Don't use a blowtorch to light your cigar. You know the problem. It's the same as swatting a fly with a sledgehammer. I prefer to open the door and let it out. But that's another issue. The problem I want to focus on now is that of using the wrong tool for a job, and one that's far too sweeping or powerful for the precise need you have.
Consider the common problem of anxiety. Any focused form of anxiety typically arises out of a belief or expectation that one or more of our desires will not be satisfied. You want to get the deal or ace the exam and you're afraid you won't. You hope to win the new client or get a standing ovation, and worry that you'll fail.
We aim for something high, and fear the world may give us only something low. That's what I like to call the disappointment gap. It's possible that what happens will be greatly disappointing. So we get nervous or grow anxious.
Some extremist philosophers historically have said, "Shed all your beliefs, and you'll shed your anxiety." Others haver counseled, "Get rid of all desires, and you'll get rid of your anxiety." But either of those strategies is lighting your cigar with a blowtorch. It's not necessary. It's going too far. And it's dangerous in its own way.
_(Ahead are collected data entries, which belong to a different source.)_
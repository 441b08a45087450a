use std::sync::Arc;

use tracing_subscriber::prelude::*;
use tracing_subscriber::{fmt, EnvFilter};

use finsight_core::achievements::AchievementService;
use finsight_core::guardrails::GuardrailService;
use finsight_core::notifications::NotificationService;
use finsight_core::scorecard::ScorecardService;
use finsight_core::summaries::SummaryService;
use finsight_core::InsightConfig;
use finsight_storage_memory::{
    AchievementRepository, FinancialRecordsRepository, MemoryStore, NotificationRepository,
    ScorecardRepository, StoredSnapshotSource, TransactionRepository,
};

pub struct AppState {
    pub store: Arc<MemoryStore>,
    pub records: Arc<FinancialRecordsRepository>,
    pub transactions: Arc<TransactionRepository>,
    pub notification_service: Arc<NotificationService>,
    pub achievement_service: Arc<AchievementService>,
    pub guardrail_service: Arc<GuardrailService>,
    pub summary_service: Arc<SummaryService>,
    pub scorecard_service: Arc<ScorecardService>,
    pub config: InsightConfig,
}

pub fn init_tracing() {
    let log_format = std::env::var("FINSIGHT_LOG_FORMAT").unwrap_or_else(|_| "text".to_string());
    let filter = EnvFilter::try_from_default_env().unwrap_or_else(|_| EnvFilter::new("info"));
    // Logs go to stderr; stdout carries the sweep report.
    let registry = tracing_subscriber::registry().with(filter);

    if log_format.eq_ignore_ascii_case("json") {
        registry
            .with(
                fmt::layer()
                    .json()
                    .with_current_span(false)
                    .with_writer(std::io::stderr),
            )
            .init();
    } else {
        registry
            .with(
                fmt::layer()
                    .with_target(true)
                    .with_line_number(true)
                    .with_writer(std::io::stderr),
            )
            .init();
    }
}

pub fn build_state(config: InsightConfig) -> AppState {
    let store = Arc::new(MemoryStore::new());

    let notification_service = Arc::new(NotificationService::new(Arc::new(
        NotificationRepository::new(store.clone()),
    )));
    let records = Arc::new(FinancialRecordsRepository::new(store.clone()));
    let transactions = Arc::new(TransactionRepository::new(store.clone()));

    let achievement_service = Arc::new(AchievementService::new(
        Arc::new(AchievementRepository::new(store.clone())),
        notification_service.clone(),
        config.clone(),
    ));
    let guardrail_service = Arc::new(GuardrailService::new(
        transactions.clone(),
        notification_service.clone(),
        config.clone(),
    ));
    let summary_service = Arc::new(SummaryService::new(
        notification_service.clone(),
        config.clone(),
    ));
    let snapshot_source = Arc::new(StoredSnapshotSource::new(
        records.clone(),
        transactions.clone(),
        guardrail_service.clone(),
    ));
    let scorecard_service = Arc::new(ScorecardService::new(
        Arc::new(ScorecardRepository::new(store.clone())),
        snapshot_source,
        notification_service.clone(),
        config.clone(),
    ));

    AppState {
        store,
        records,
        transactions,
        notification_service,
        achievement_service,
        guardrail_service,
        summary_service,
        scorecard_service,
        config,
    }
}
The middle path is simpler. I think you're in trouble if you believe too much or believe too little. I'm convinced that it's a problem if you desire too much or desire too little. The key is having the right beliefs and the right desires, and using your mind properly in your governance of your beliefs, your desires, and your actions. That advice won't fit easily onto a bumper sticker. But neither will your life.